5 fatos para ajudar a entender a relação EUA-Japão

Este ano pode ser crucial nas relações EUA-Japão, um momento para medir a temperatura da atual relação bilateral e considerar seu futuro em um mundo cada vez mais centrado na Ásia.

Washington e Tóquio são participantes-chave em um esforço sem precedentes para ampliar e aprofundar o comércio e os investimentos entre os países da Orla do Pacífico, que respondem por mais de um terço do produto interno bruto mundial. Os Estados Unidos estão reequilibrando explicitamente sua orientação estratégica em relação à Ásia, enquanto o Japão debate seu futuro papel na segurança coletiva. E os dois países enfrentam um desafio crescente da China. A maneira como o povo americano e japonês vê essas questões pode ajudar muito a estruturar o relacionamento futuro desses antigos adversários e aliados de longa data.

Em um novo relatório, o Pew Research Center examina como o povo dos EUA e do Japão vê o papel da outra nação no mundo. Aqui estão cinco fatos para ajudar a entender essa relação às vezes complexa.

Americanos, japoneses confiam uns nos outros, preocupados com a China1Americanos e japoneses confiam uns nos outros.Aproximadamente dois terços dos americanos confiam no Japão muito ou bastante. E três quartos dos japoneses compartilham um grau semelhante de confiança nos Estados Unidos, embora sua intensidade seja um pouco menor.

Há uma lacuna de gênero na forma como os dois públicos se veem. Mais homens americanos (76%) do que mulheres (59%) confiam no Japão, assim como os homens japoneses (82%) expressam maior confiança nos EUA do que as mulheres japonesas (68%).

2Nem americanos nem japoneses confiam na China.Apenas 30% dos americanos confiam muito ou muito na China. Apenas 7% dos japoneses confiam em Pequim, e apenas uma quantidade razoável. Além disso, um quarto dos americanos e metade dos japoneses não confiam na China.



Jovens americanos, com idades entre 18 e 29 anos, têm uma probabilidade quase de dois para um de confiar na China do que americanos mais velhos, com 65 anos ou mais.
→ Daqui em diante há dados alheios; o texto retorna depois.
//! Serializable status report for health and status endpoints.

use std::fmt;

use agent_memory::MemoryStats;
use agent_primitives::AgentIdentity;
use chrono::{DateTime, Utc};
use serde::Serialize;

use crate::lifecycle::AgentState;

/// Point-in-time view of an agent.
#[derive(Debug, Clone, Serialize)]
pub struct AgentStatus<S> {
    /// Identity of the agent.
    pub identity: AgentIdentity,
    /// Lifecycle state when the report was taken.
    pub state: AgentState,
    /// Whether task outcomes feed the metrics.
    pub metrics_enabled: bool,
    /// Metrics snapshot.
    pub metrics: S,
    /// Statistics over the execution history.
    pub memory: MemoryStats,
    /// When the report was taken.
    pub reported_at: DateTime<Utc>,
}

impl<S> AgentStatus<S> {
    pub(crate) fn new(
        identity: AgentIdentity,
        state: AgentState,
        metrics_enabled: bool,
        metrics: S,
        memory: MemoryStats,
    ) -> Self {
        Self {
            identity,
            state,
            metrics_enabled,
            metrics,
            memory,
            reported_at: Utc::now(),
        }
    }

    /// Returns `true` unless the agent is in [`AgentState::Error`].
    #[must_use]
    pub fn is_healthy(&self) -> bool {
        self.state != AgentState::Error
    }
}

impl<S> fmt::Display for AgentStatus<S> {
    fn fmt(&self, f: &mut fmt::Formatter<'_>) -> fmt::Result {
        write!(
            f,
            "{} v{} [{}]: {} ({}), {} entries in memory",
            self.identity.name(),
            self.identity.version(),
            self.identity.id().short(),
            self.state,
            self.state.description(),
            self.memory.total,
        )
    }
}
Os democratas (39%) confiam mais na China do que os republicanos (20%).

Uma razão pela qual tão poucos americanos confiam na China pode ser que apenas 37% veem a China como tendo uma política de comércio justo com os EUA.
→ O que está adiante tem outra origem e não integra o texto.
#[async_trait]
impl TaskHandler for Scripted {
    type Task = BasicTask;
    type Output = String;
    type Error = IntentionalFailure;

    async fn process(
        &self,
        task: &BasicTask,
        ctx: &TaskContext,
    ) -> Result<String, IntentionalFailure> {
        let current = self.in_flight.fetch_add(1, Ordering::SeqCst) + 1;
        self.max_in_flight.fetch_max(current, Ordering::SeqCst);

        if let Some(ms) = task.metadata().get("sleep_ms").and_then(Value::as_u64) {
            tokio::time::sleep(Duration::from_millis(ms)).await;
        }
        if let Some(ms) = task.metadata().get("block_ms").and_then(Value::as_u64) {
            std::thread::sleep(Duration::from_millis(ms));
        }
        let retries = task
            .metadata()
            .get("retries")
            .and_then(Value::as_u64)
            .unwrap_or(0);
        for _ in 0..retries {
            ctx.record_retry();
        }

        self.processed
            .lock()
            .unwrap()
            .push(task.description().to_owned());
        self.in_flight.fetch_sub(1, Ordering::SeqCst);

        if task.description().starts_with("fail") {
            Err(IntentionalFailure(task.description().to_owned()))
        } else {
            Ok(format!("Processed: {}", task.description()))
        }
    }

    fn on_task_started(&self, _task: &BasicTask) {
        self.started.fetch_add(1, Ordering::SeqCst);
    }

    fn on_task_completed(&self, _task: &BasicTask, _output: &String) {
        self.completed.fetch_add(1, Ordering::SeqCst);
    }

    fn on_task_failed(&self, _task: &BasicTask, _error: &IntentionalFailure) {
        self.failed.fetch_add(1, Ordering::SeqCst);
    }

    fn on_state_changed(&self, old: AgentState, new: AgentState) {
        self.transitions.lock().unwrap().push((old, new));
    }

    async fn on_starting(&self) -> Result<(), BoxError> {
        if self.fail_on_start.load(Ordering::SeqCst) {
            return Err("worker pool unavailable".into());
        }
        Ok(())
    }

    async fn on_pausing(&self) -> Result<(), BoxError> {
        if self.fail_on_pause.load(Ordering::SeqCst) {
            return Err("checkpoint refused".into());
        }
        Ok(())
    }

    async fn on_stopping(&self) -> Result<(), BoxError> {
        if self.fail_on_stop.load(Ordering::SeqCst) {
            return Err("flush failed".into());
        }
        Ok(())
    }

    async fn on_resetting(&self) -> Result<(), BoxError> {
        if self.fail_on_reset.load(Ordering::SeqCst) {
            return Err("state store locked".into());
        }
        Ok(())
    }

    fn memory_summary(&self, _memory: &ExecutionMemory) -> Option<String> {
        self.summary.clone()
    }
}

fn identity() -> AgentIdentity {
    AgentIdentity::builder("TestAgent")
        .version("1.0.0")
        .capabilities(["echo", "summarize"])
        .build()
        .unwrap()
}

fn agent_with(config: AgentConfig, handler: Scripted) -> AgentRuntime<Scripted> {
    AgentRuntime::new(identity(), config, handler)
}

fn agent() -> AgentRuntime<Scripted> {
    agent_with(AgentConfig::default(), Scripted::default())
}

fn sleepy(description: &str, ms: u64) -> BasicTask {
    BasicTask::new(description).with_metadata("sleep_ms", json!(ms))
}

#[tokio::test]
async fn submit_on_fresh_agent_is_not_running() {
    let agent = agent();

    let err = agent
        .submit(BasicTask::new("idle"))
        .await
        .expect_err("fresh agent must reject work");

    assert!(matches!(
        err,
        AgentError::NotRunning {
            state: AgentState::Created,
            ..
        }
    ));
    assert_eq!(err.agent_id(), agent.agent_id());
    assert_eq!(agent.handler().started.load(Ordering::SeqCst), 0);
}

#[tokio::test]
async fn successful_task_is_recorded_everywhere() {
    let agent = agent();
    agent.start().await.unwrap();

    let task = BasicTask::new("summarize the report").with_priority(TaskPriority::High);
    let output = agent.submit(task).await.unwrap();
    assert_eq!(output, "Processed: summarize the report");

    let metrics = agent.metrics().snapshot();
    assert_eq!(metrics.processed(), 1);
    assert_eq!(metrics.succeeded(), 1);
    assert_eq!(metrics.failed(), 0);
    assert_eq!(metrics.high_priority, 1);
    assert_eq!(metrics.total_input_size, "summarize the report".len() as u64);
    assert_eq!(metrics.total_output_size, 1);

    let handler = agent.handler();
    assert_eq!(handler.started.load(Ordering::SeqCst), 1);
    assert_eq!(handler.completed.load(Ordering::SeqCst), 1);
    assert_eq!(handler.failed.load(Ordering::SeqCst), 0);

    let entries = agent.memory().entries();
    assert_eq!(entries.len(), 1);
    assert!(entries[0].is_success());
    assert_eq!(entries[0].task(), "summarize the report");
    assert_eq!(entries[0].result(), Some("Processed: summarize the report"));
    assert!(entries[0].learning().is_none());
}

#[tokio::test]
async fn failing_task_records_learning_with_error_kind() {
    let agent = agent();
    agent.start().await.unwrap();

    let err = agent
        .submit(BasicTask::new("fail on purpose"))
        .await
        .expect_err("handler error must surface");

    assert!(matches!(err, AgentError::ProcessingFailed { .. }));
    let cause = err
        .handler_error::<IntentionalFailure>()
        .expect("original cause is retrievable");
    assert_eq!(cause.0, "fail on purpose");

    let metrics = agent.metrics().snapshot();
    assert_eq!(metrics.processed(), 1);
    assert_eq!(metrics.succeeded(), 0);
    assert_eq!(metrics.failed(), 1);
    assert_eq!(agent.handler().failed.load(Ordering::SeqCst), 1);

    let entry = agent.memory().entries().remove(0);
    assert!(!entry.is_success());
    assert!(entry.result().is_none());
    let learning = entry.learning().expect("failures carry a learning");
    assert!(learning.contains("IntentionalFailure"));
    assert!(learning.ends_with("intentional failure: fail on purpose"));
}

#[tokio::test]
async fn tasks_run_one_at_a_time_in_submission_order() {
    let agent = agent();
    agent.start().await.unwrap();

    let tasks: Vec<BasicTask> = (0..20_u64)
        .map(|i| sleepy(&format!("task-{i:02}"), (20 - i) % 3))
        .collect();
    let expected: Vec<String> = tasks.iter().map(|t| t.description().to_owned()).collect();

    let outcomes = agent.submit_all(tasks).await;
    assert!(outcomes.iter().all(Result::is_ok));

    assert_eq!(*agent.handler().processed.lock().unwrap(), expected);
    assert_eq!(agent.handler().max_in_flight.load(Ordering::SeqCst), 1);
}

#[tokio::test]
async fn start_stop_reset_returns_to_a_clean_created_agent() {
    let agent = agent();
    agent.start().await.unwrap();
    agent.submit(BasicTask::new("one")).await.unwrap();
    agent.submit(BasicTask::new("fail two")).await.unwrap_err();

    agent.stop().await.unwrap();
    assert_eq!(agent.state(), AgentState::Stopped);
    agent.reset().await.unwrap();

    assert_eq!(agent.state(), AgentState::Created);
    let metrics = agent.metrics().snapshot();
    assert_eq!(metrics.processed() + metrics.succeeded() + metrics.failed(), 0);
    assert!(metrics.operations.last_finished_at.is_none());
    assert!(agent.memory().is_empty());
    assert!(agent.memory().summary().is_none());

    agent.start().await.unwrap();
    assert_eq!(agent.submit(BasicTask::new("again")).await.unwrap(), "Processed: again");
}

#[tokio::test]
async fn illegal_calls_report_current_and_attempted_state() {
    let agent = agent();

    let err = agent.stop().await.expect_err("stop from created is illegal");
    match err {
        AgentError::IllegalTransition {
            current, attempted, ..
        } => {
            assert_eq!(current, AgentState::Created);
            assert_eq!(attempted, AgentState::Stopping);
        }
        other => panic!("unexpected error: {other}"),
    }
    assert_eq!(agent.state(), AgentState::Created);

    agent.start().await.unwrap();
    let err = agent.reset().await.expect_err("reset while started is illegal");
    assert_eq!(err.state(), Some(AgentState::Started));
}

#[tokio::test]
async fn callers_never_observe_transitional_states() {
    let agent = agent();
    let steps: [(&str, bool); 10] = [
        ("start", true),
        ("pause", true),
        ("pause", false),
        ("start", true),
        ("stop", true),
        ("start", false),
        ("reset", true),
        ("reset", false),
        ("start", true),
        ("stop", true),
    ];

    for (step, legal) in steps {
        let outcome = match step {
            "start" => agent.start().await,
            "pause" => agent.pause().await,
            "stop" => agent.stop().await,
            _ => agent.reset().await,
        };
        assert_eq!(outcome.is_ok(), legal, "{step} from {}", agent.state());
        assert!(!agent.state().is_transitional());
    }

    let transitions = agent.handler().transitions.lock().unwrap();
    assert_eq!(transitions.len(), 14);
    assert!(transitions.iter().all(|(from, to)| from.can_transition(*to)));
}

#[tokio::test]
async fn pause_blocks_submissions_until_resumed() {
    let agent = agent();
    agent.start().await.unwrap();
    agent.pause().await.unwrap();

    let err = agent.submit(BasicTask::new("held")).await.unwrap_err();
    assert_eq!(err.state(), Some(AgentState::Paused));

    agent.start().await.unwrap();
    assert!(agent.is_running());
    agent.submit(BasicTask::new("released")).await.unwrap();
    assert_eq!(agent.metrics().snapshot().processed(), 1);
}

#[tokio::test]
async fn graceful_stop_drains_queued_tasks() {
    let agent = agent();
    agent.start().await.unwrap();

    let handles: Vec<_> = (0..5)
        .map(|i| agent.submit(sleepy(&format!("queued-{i}"), 5)))
        .collect();
    agent.stop().await.unwrap();

    for handle in handles {
        assert!(handle.await.is_ok());
    }
    assert_eq!(agent.metrics().snapshot().succeeded(), 5);
}

#[tokio::test]
async fn forced_stop_cancels_unfinished_tasks() {
    let config = AgentConfig::builder()
        .shutdown_timeout(Duration::from_millis(50))
        .build()
        .unwrap();
    let agent = agent_with(config, Scripted::default());
    agent.start().await.unwrap();

    let slow = agent.submit(sleepy("slow", 10_000));
    let queued = agent.submit(BasicTask::new("never reached"));
    tokio::time::sleep(Duration::from_millis(20)).await;

    agent.stop().await.unwrap();
    assert_eq!(agent.state(), AgentState::Stopped);

    assert!(matches!(slow.await, Err(AgentError::Cancelled { .. })));
    assert!(matches!(queued.await, Err(AgentError::Cancelled { .. })));
    assert_eq!(agent.metrics().snapshot().processed(), 0);
}

#[tokio::test]
async fn hook_failure_forces_error_until_reset() {
    let agent = agent();
    agent.handler().fail_on_start.store(true, Ordering::SeqCst);

    let err = agent.start().await.expect_err("hook failure must surface");
    match &err {
        AgentError::LifecycleHook { state, source, .. } => {
            assert_eq!(*state, AgentState::Starting);
            assert_eq!(source.to_string(), "worker pool unavailable");
        }
        other => panic!("unexpected error: {other}"),
    }
    assert_eq!(agent.state(), AgentState::Error);
    assert!(!agent.status().is_healthy());

    let rejected = agent.submit(BasicTask::new("too early")).await.unwrap_err();
    assert_eq!(rejected.state(), Some(AgentState::Error));
    assert!(agent.start().await.is_err());

    agent.reset().await.unwrap();
    agent.handler().fail_on_start.store(false, Ordering::SeqCst);
    agent.start().await.unwrap();
    assert!(agent.submit(BasicTask::new("recovered")).await.is_ok());
}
3Para os americanos, a ascensão da China torna os laços com o Japão mais importantes.A ascensão da China como potência militar e econômica é um dos principais fatores motivadores que impulsionam o reequilíbrio estratégico e econômico dos EUA em direção à Ásia e desempenha um papel importante nas relações EUA-Japão.
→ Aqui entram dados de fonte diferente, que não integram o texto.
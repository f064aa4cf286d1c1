//! Immutable identity attached to every agent instance.

use chrono::{DateTime, Utc};
use serde::{Deserialize, Serialize};

use crate::{AgentId, Error, Result};

/// Who an agent is: identifier, display name, build version, and advertised capabilities.
///
/// Identities are fixed at construction; the runtime only ever hands out shared
/// references to them.
#[derive(Clone, Debug, PartialEq, Eq, Serialize, Deserialize)]
pub struct AgentIdentity {
    id: AgentId,
    name: String,
    version: String,
    created_at: DateTime<Utc>,
    #[serde(default, skip_serializing_if = "Vec::is_empty")]
    capabilities: Vec<String>,
}

impl AgentIdentity {
    /// Starts building an identity for an agent with the given display name.
    #[must_use]
    pub fn builder(name: impl Into<String>) -> AgentIdentityBuilder {
        AgentIdentityBuilder {
            id: None,
            name: name.into(),
            version: "0.1.0".to_owned(),
            capabilities: Vec::new(),
        }
    }

    /// Returns the agent identifier.
    #[must_use]
    pub const fn id(&self) -> AgentId {
        self.id
    }

    /// Returns the display name.
    #[must_use]
    pub fn name(&self) -> &str {
        &self.name
    }

    /// Returns the version string of the agent build.
    #[must_use]
    pub fn version(&self) -> &str {
        &self.version
    }

    /// Returns the instant the identity was created.
    #[must_use]
    pub const fn created_at(&self) -> DateTime<Utc> {
        self.created_at
    }

    /// Returns the advertised capability labels.
    #[must_use]
    pub fn capabilities(&self) -> &[String] {
        &self.capabilities
    }
}

/// Builder for [`AgentIdentity`].
#[derive(Debug)]
pub struct AgentIdentityBuilder {
    id: Option<AgentId>,
    name: String,
    version: String,
    capabilities: Vec<String>,
}

impl AgentIdentityBuilder {
    /// Pins the identifier instead of generating a random one.
    #[must_use]
    pub fn id(mut self, id: AgentId) -> Self {
        self.id = Some(id);
        self
    }

    /// Sets the version string.
    #[must_use]
    pub fn version(mut self, version: impl Into<String>) -> Self {
        self.version = version.into();
        self
    }

    /// Adds a capability label.
    #[must_use]
    pub fn capability(mut self, capability: impl Into<String>) -> Self {
        self.capabilities.push(capability.into());
        self
    }

    /// Replaces the capability labels.
    #[must_use]
    pub fn capabilities<I, S>(mut self, capabilities: I) -> Self
    where
        I: IntoIterator<Item = S>,
        S: Into<String>,
    {
        self.capabilities = capabilities.into_iter().map(Into::into).collect();
        self
    }

    /// Validates the inputs and stamps the creation time.
    ///
    /// # Errors
    ///
    /// Returns [`Error::InvalidIdentity`] when the name, the version, or any
    /// capability label is blank.
    pub fn build(self) -> Result<AgentIdentity> {
        if self.name.trim().is_empty() {
            return Err(Error::identity("agent name cannot be empty"));
        }
        if self.version.trim().is_empty() {
            return Err(Error::identity("agent version cannot be empty"));
        }
        if self.capabilities.iter().any(|c| c.trim().is_empty()) {
            return Err(Error::identity("capability labels cannot be empty"));
        }

        Ok(AgentIdentity {
            id: self.id.unwrap_or_else(AgentId::random),
            name: self.name,
            version: self.version,
            created_at: Utc::now(),
            capabilities: self.capabilities,
        })
    }
}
Seis em cada dez americanos expressam a opinião de que a ascensão da China torna as relações entre os EUA e o Japão mais importantes. Apenas 6% dizem que torna os empates menos importantes e 29% dizem que não faz diferença. Os homens (67%) são mais prováveis ​​do que as mulheres (54%) e os americanos com 65 anos ou mais (65%) têm mais probabilidade do que os de 18 a 29 anos (51%) de manter a opinião de que o relacionamento com o Japão agora é mais importante por causa de China.

Para americanos, China

4Mas americanos e japoneses diferem quanto ao papel do Japão na segurança regional.Sete décadas após o fim da Segunda Guerra Mundial, o público americano está dividido sobre se o Japão deve desempenhar um papel militar mais ativo para ajudar a manter a paz e a estabilidade na região da Ásia-Pacífico: 47% gostariam de ver Tóquio assumir um papel mais ativo papel e 43% preferem que o Japão limite seu papel. Os americanos que confiam no Japão também dizem que querem que Tóquio desempenhe um papel estratégico mais importante na região. E os americanos que não confiam na China dizem que querem que o Japão assuma mais carga militar na Ásia.

Entre os japoneses, há pouca vontade de que seu país desempenhe um papel maior na segurança da região. Cerca de dois terços (68%) querem que o Japão limite sua atividade militar. Apenas 23% querem que o país tenha um papel mais ativo.

5O primeiro-ministro do Japão é desconhecido nos EUA.Quando o primeiro-ministro Shinzo Abe visitar os Estados Unidos na semana de 26 de abril, ele será o primeiro líder japonês a discursar em uma sessão conjunta do Congresso. Ele se encontrará com o presidente Obama e será o convidado de honra em um jantar oficial na Casa Branca. No entanto, apesar de ter servido quase três anos e meio como primeiro-ministro - desde o final de 2012 e anteriormente em 2006-2007 - ele pode primeiro precisar ser apresentado ao povo americano. Apenas 11% têm uma visão favorável de Abe. E isso pode ser atribuído em grande parte a este fato: 73% afirmam nunca ter ouvido falar dele.